Please set down, exactly as written, the line containing "that runs it" and every line after it through the end of the records.
[Opening RECORDS FOR THE EXERCISE section]
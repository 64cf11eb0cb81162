use super::{ContextProvider, ProviderServices};
use crate::context::{ContextDetails, KnownContext, RunConfigurationContext};
use crate::error::Result;
use crate::producer::UiContext;
use crate::types::{BuildCommand, ExecutorType, SourceElement, TargetInfo};

/// Fast path: the rule call under the cursor in a BUILD file.
///
/// Binaries run, tests test, and anything else (libraries, unknown rules) has no context.
pub struct BuildFileRuleProvider {
    services: ProviderServices,
}

impl BuildFileRuleProvider {
    pub fn new(services: ProviderServices) -> Self {
        Self { services }
    }
}

impl ContextProvider for BuildFileRuleProvider {
    fn name(&self) -> &'static str {
        "build_file_rule"
    }

    fn context(&self, ui: &UiContext) -> Result<Option<RunConfigurationContext>> {
        let element = &ui.source.element;
        let SourceElement::BuildRule {
            rule_kind, label, ..
        } = element
        else {
            return Ok(None);
        };

        let rule_type = self.services.kinds.guess_rule_type(rule_kind);
        let Some(command) = BuildCommand::for_rule_type(rule_type) else {
            tracing::debug!("rule {} ({}) is not runnable", label, rule_kind);
            return Ok(None);
        };

        let mut details = ContextDetails::new(element.clone(), command);
        details.executors = ExecutorType::all();
        if command == BuildCommand::Test {
            details.flags.push(self.services.flag_names.test_filter(None));
        }
        let target = TargetInfo::new(label.clone(), rule_kind.clone());
        Ok(Some(KnownContext::new(target, details).into()))
    }
}

#[cfg(test)]
mod tests {
    use super::*;
    use crate::config::ResolverSettings;
    use crate::future::ListenableFuture;
    use crate::lookup::TargetLookup;
    use crate::types::{Label, SourceContext};
    use std::path::PathBuf;
    use std::sync::Arc;

    struct NoLookup;

    impl TargetLookup for NoLookup {
        fn targets_for_source(&self, _source: &SourceContext) -> ListenableFuture<Vec<TargetInfo>> {
            ListenableFuture::ready(Vec::new())
        }

        fn target_info(&self, _label: &Label) -> ListenableFuture<Option<TargetInfo>> {
            ListenableFuture::ready(None)
        }
    }

    fn provider() -> BuildFileRuleProvider {
        BuildFileRuleProvider::new(ProviderServices::new(
            Arc::new(NoLookup),
            &ResolverSettings::default(),
        ))
    }

    fn rule(kind: &str, name: &str) -> UiContext {
        UiContext::new(SourceContext::new(SourceElement::BuildRule {
            build_file: PathBuf::from("pkg/BUILD"),
            rule_kind: kind.to_string(),
            label: Label::new("pkg", name),
        }))
    }

    #[test]
    fn test_command_follows_rule_type() {
        let provider = provider();

        match provider.context(&rule("java_test", "FooTest")).unwrap() {
            Some(RunConfigurationContext::Known(known)) => {
                assert_eq!(known.details().command, BuildCommand::Test);
                assert_eq!(known.target().label.to_string(), "//pkg:FooTest");
                assert_eq!(known.details().executors, ExecutorType::all());
            }
            other => panic!("unexpected {other:?}"),
        }

        match provider.context(&rule("_transition_py_binary", "tool")).unwrap() {
            Some(RunConfigurationContext::Known(known)) => {
                assert_eq!(known.details().command, BuildCommand::Run);
                assert!(known.details().flags.is_empty());
            }
            other => panic!("unexpected {other:?}"),
        }
    }

    #[test]
    fn test_libraries_and_sources_are_skipped() {
        let provider = provider();
        assert!(provider.context(&rule("java_library", "lib")).unwrap().is_none());
        assert!(provider.context(&rule("filegroup", "srcs")).unwrap().is_none());

        let source = UiContext::new(SourceContext::new(SourceElement::File {
            path: PathBuf::from("pkg/Foo.java"),
        }));
        assert!(provider.context(&source).unwrap().is_none());
    }
}
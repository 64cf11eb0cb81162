//! Target lookup collaborator
//!
//! All build-tool queries go through a [`TargetLookup`]. Implementations are expected to do the
//! expensive work off the caller's thread and hand back a [`ListenableFuture`] right away.

use crate::future::ListenableFuture;
use crate::types::{Label, SourceContext, TargetInfo};

pub trait TargetLookup: Send + Sync {
    /// Targets whose sources include the context's file
    fn targets_for_source(&self, source: &SourceContext) -> ListenableFuture<Vec<TargetInfo>>;

    /// Targets that wrap `label`, such as web tests running it in a browser
    fn wrappers_of(&self, _label: &Label) -> ListenableFuture<Vec<TargetInfo>> {
        ListenableFuture::ready(Vec::new())
    }

    /// Target info for a single label, `None` if the build tool doesn't know it
    fn target_info(&self, label: &Label) -> ListenableFuture<Option<TargetInfo>>;
}
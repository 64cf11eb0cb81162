use anyhow::Result;
use std::path::Path;

use runtarget_core::ResolverSettings;

use crate::display::print_targets;
use crate::host::TargetIndex;

pub fn targets_command(index_path: &Path, json: bool) -> Result<()> {
    let index = TargetIndex::load(index_path)?;

    if json {
        println!("{}", serde_json::to_string_pretty(&index)?);
        return Ok(());
    }

    let settings = ResolverSettings::discover(&std::env::current_dir()?)?;
    print_targets(&index, &settings.kind_registry());
    Ok(())
}
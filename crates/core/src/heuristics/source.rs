use super::{TestTargetHeuristic, normalized_path};
use crate::types::{SourceContext, TargetInfo};

/// Matches targets that list the source file among their sources.
#[derive(Debug, Default, Clone, Copy)]
pub struct SourceFileHeuristic;

impl TestTargetHeuristic for SourceFileHeuristic {
    fn name(&self) -> &'static str {
        "source_file"
    }

    fn matches(&self, context: &SourceContext, target: &TargetInfo) -> bool {
        let path = normalized_path(context.path());
        target.sources.iter().any(|source| *source == path)
    }
}

/// Matches targets declared in the BUILD file next to the source.
#[derive(Debug, Default, Clone, Copy)]
pub struct PackageHeuristic;

impl TestTargetHeuristic for PackageHeuristic {
    fn name(&self) -> &'static str {
        "package"
    }

    fn matches(&self, context: &SourceContext, target: &TargetInfo) -> bool {
        target.label.is_main_workspace() && target.label.package() == context.package_dir()
    }
}
use std::collections::BTreeSet;
use std::sync::Arc;

use super::{
    ContextDetails, FlagModification, FlagNames, KnownContext, PendingContext,
    RunConfigurationContext, web_test_context,
};
use crate::context::pending::DEFAULT_MAX_UNWRAP_DEPTH;
use crate::error::{Error, Result};
use crate::future::{ListenableFuture, Promise};
use crate::lookup::TargetLookup;
use crate::types::{BuildCommand, ExecutorType, KindRegistry, SourceElement, TargetInfo};

/// Assembles a pending test context from either a target future or a context future.
///
/// With a target future, a missing target fails the context with "No {build system} target
/// found." and, when a wrapper lookup is configured, the target is swapped for its web test
/// wrappers. Exactly one of the two futures must be set.
pub struct TestContextBuilder {
    element: SourceElement,
    executors: BTreeSet<ExecutorType>,
    command: BuildCommand,
    target_future: Option<ListenableFuture<Option<TargetInfo>>>,
    context_future: Option<ListenableFuture<RunConfigurationContext>>,
    flags: Vec<FlagModification>,
    description: Option<String>,
    flag_names: FlagNames,
    build_system: String,
    max_depth: usize,
    wrappers: Option<(Arc<dyn TargetLookup>, Arc<KindRegistry>)>,
}

impl TestContextBuilder {
    pub fn new(element: SourceElement, executors: BTreeSet<ExecutorType>) -> Self {
        Self {
            element,
            executors,
            command: BuildCommand::Test,
            target_future: None,
            context_future: None,
            flags: Vec::new(),
            description: None,
            flag_names: FlagNames::default(),
            build_system: "Bazel".to_string(),
            max_depth: DEFAULT_MAX_UNWRAP_DEPTH,
            wrappers: None,
        }
    }

    pub fn command(mut self, command: BuildCommand) -> Self {
        self.command = command;
        self
    }

    pub fn target(mut self, target: TargetInfo) -> Self {
        self.target_future = Some(ListenableFuture::ready(Some(target)));
        self
    }

    pub fn target_future(mut self, future: ListenableFuture<Option<TargetInfo>>) -> Self {
        self.target_future = Some(future);
        self
    }

    pub fn context_future(mut self, future: ListenableFuture<RunConfigurationContext>) -> Self {
        self.context_future = Some(future);
        self
    }

    pub fn test_filter(mut self, filter: Option<&str>) -> Self {
        if let Some(filter) = filter {
            self.flags.push(self.flag_names.test_filter(Some(filter)));
        }
        self
    }

    pub fn test_env(mut self, env: impl Into<String>) -> Self {
        self.flags.push(self.flag_names.test_env(env));
        self
    }

    pub fn flag(mut self, modification: FlagModification) -> Self {
        self.flags.push(modification);
        self
    }

    pub fn description(mut self, description: Option<String>) -> Self {
        self.description = description;
        self
    }

    /// Must be set before any filter or env flag is added.
    pub fn flag_names(mut self, names: FlagNames) -> Self {
        self.flag_names = names;
        self
    }

    pub fn build_system(mut self, name: impl Into<String>) -> Self {
        self.build_system = name.into();
        self
    }

    pub fn max_unwrap_depth(mut self, depth: usize) -> Self {
        self.max_depth = depth;
        self
    }

    /// Looks up web test wrappers of the resolved target.
    pub fn web_test_wrappers(mut self, lookup: Arc<dyn TargetLookup>, kinds: Arc<KindRegistry>) -> Self {
        self.wrappers = Some((lookup, kinds));
        self
    }

    /// Context details as they will be attached to every context this builder produces.
    ///
    /// Test commands always carry a test filter modification, so a context without a filter
    /// strips stale filters from a reused configuration and doesn't match filtered ones.
    pub fn details(&self) -> ContextDetails {
        let mut flags = self.flags.clone();
        if self.command == BuildCommand::Test && !flags.iter().any(FlagModification::is_test_filter)
        {
            flags.push(self.flag_names.test_filter(None));
        }
        ContextDetails {
            element: self.element.clone(),
            command: self.command,
            flags,
            description: self.description.clone(),
            executors: self.executors.clone(),
        }
    }

    pub fn build(self) -> Result<RunConfigurationContext> {
        let details = self.details();
        match (self.target_future, self.context_future) {
            (None, Some(context_future)) => Ok(PendingContext::new(
                details,
                context_future,
                "Resolving test context",
                self.max_depth,
            )
            .into_settled()),
            (Some(target_future), None) => {
                let message = format!("Searching for {} target", self.build_system);
                let not_found = format!("No {} target found.", self.build_system);
                let stage = TargetStage {
                    details: details.clone(),
                    wrappers: self.wrappers,
                    progress_message: message.clone(),
                    max_depth: self.max_depth,
                };
                let context_future = target_future.and_then(move |target| match target {
                    Some(target) => ListenableFuture::ready(stage.context_for(target)),
                    None => ListenableFuture::failed(Error::NoTargetFound(not_found)),
                });
                Ok(PendingContext::new(details, context_future, message, self.max_depth)
                    .into_settled())
            }
            (Some(_), Some(_)) => Err(Error::ConfigError(
                "a test context takes a target future or a context future, not both".to_string(),
            )),
            (None, None) => Err(Error::ConfigError(
                "a test context needs a target future or a context future".to_string(),
            )),
        }
    }
}

/// Turns a found target into a context, swapping in web test wrappers when configured.
struct TargetStage {
    details: ContextDetails,
    wrappers: Option<(Arc<dyn TargetLookup>, Arc<KindRegistry>)>,
    progress_message: String,
    max_depth: usize,
}

impl TargetStage {
    fn context_for(self, target: TargetInfo) -> RunConfigurationContext {
        let known = KnownContext::new(target, self.details.clone());
        let Some((lookup, kinds)) = self.wrappers else {
            return known.into();
        };

        let label = known.target().label.clone();
        let promise = Promise::new();
        let with_wrappers = promise.future();
        lookup.wrappers_of(&label).on_complete(move |outcome| {
            let wrappers = match outcome {
                Ok(wrappers) => wrappers
                    .into_iter()
                    .filter(|wrapper| kinds.is_web_test(&wrapper.kind))
                    .collect(),
                Err(error) => {
                    tracing::debug!("wrapper lookup for {} failed: {}", label, error);
                    Vec::new()
                }
            };
            promise.complete(web_test_context(known, wrappers));
        });

        match with_wrappers.try_outcome() {
            Some(Ok(context)) => context,
            _ => PendingContext::new(
                self.details,
                with_wrappers,
                self.progress_message,
                self.max_depth,
            )
            .into(),
        }
    }
}
//! runtarget-core - Run target resolution for build-graph aware editors
//!
//! This crate provides functionality to:
//! - Map a source element (file, class, method or BUILD rule) to the build target that runs it
//! - Rank candidate targets with an ordered chain of heuristics
//! - Hand out configuration contexts that are known, still pending, or waiting for a choice
//! - Keep run configurations consistent while background lookups complete or get superseded
pub mod config;
pub mod configuration;
pub mod context;
pub mod error;
pub mod future;
pub mod heuristics;
pub mod locate;
pub mod lookup;
pub mod manager;
pub mod producer;
pub mod providers;
pub mod types;
pub mod utils;

// Re-export commonly used types and traits
pub use error::{Error, ErrorReporter, Result, report};
pub use types::*;

pub use config::ResolverSettings;
pub use configuration::RunConfiguration;
pub use context::{ResolveEnv, RunConfigurationContext, TargetChooser};
pub use future::{ListenableFuture, Promise, ProgressIndicator};
pub use heuristics::HeuristicRegistry;
pub use lookup::TargetLookup;
pub use manager::{RunManager, SyncReport};
pub use producer::{RunConfigurationProducer, UiContext};
pub use providers::{ContextProvider, ProviderRegistry, ProviderServices};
[Closing RECORDS FOR THE EXERCISE section]
RESPONSE BOX ->
//! - Map a source element (file, class, method or BUILD rule) to the build target that runs it
//! - Rank candidate targets with an ordered chain of heuristics
//! - Hand out configuration contexts that are known, still pending, or waiting for a choice
//! - Keep run configurations consistent while background lookups complete or get superseded
pub mod config;
pub mod configuration;
pub mod context;
pub mod error;
pub mod future;
pub mod heuristics;
pub mod locate;
pub mod lookup;
pub mod manager;
pub mod producer;
pub mod providers;
pub mod types;
pub mod utils;

// Re-export commonly used types and traits
pub use error::{Error, ErrorReporter, Result, report};
pub use types::*;

pub use config::ResolverSettings;
pub use configuration::RunConfiguration;
pub use context::{ResolveEnv, RunConfigurationContext, TargetChooser};
pub use future::{ListenableFuture, Promise, ProgressIndicator};
pub use heuristics::HeuristicRegistry;
pub use lookup::TargetLookup;
pub use manager::{RunManager, SyncReport};
pub use producer::{RunConfigurationProducer, UiContext};
pub use providers::{ContextProvider, ProviderRegistry, ProviderServices};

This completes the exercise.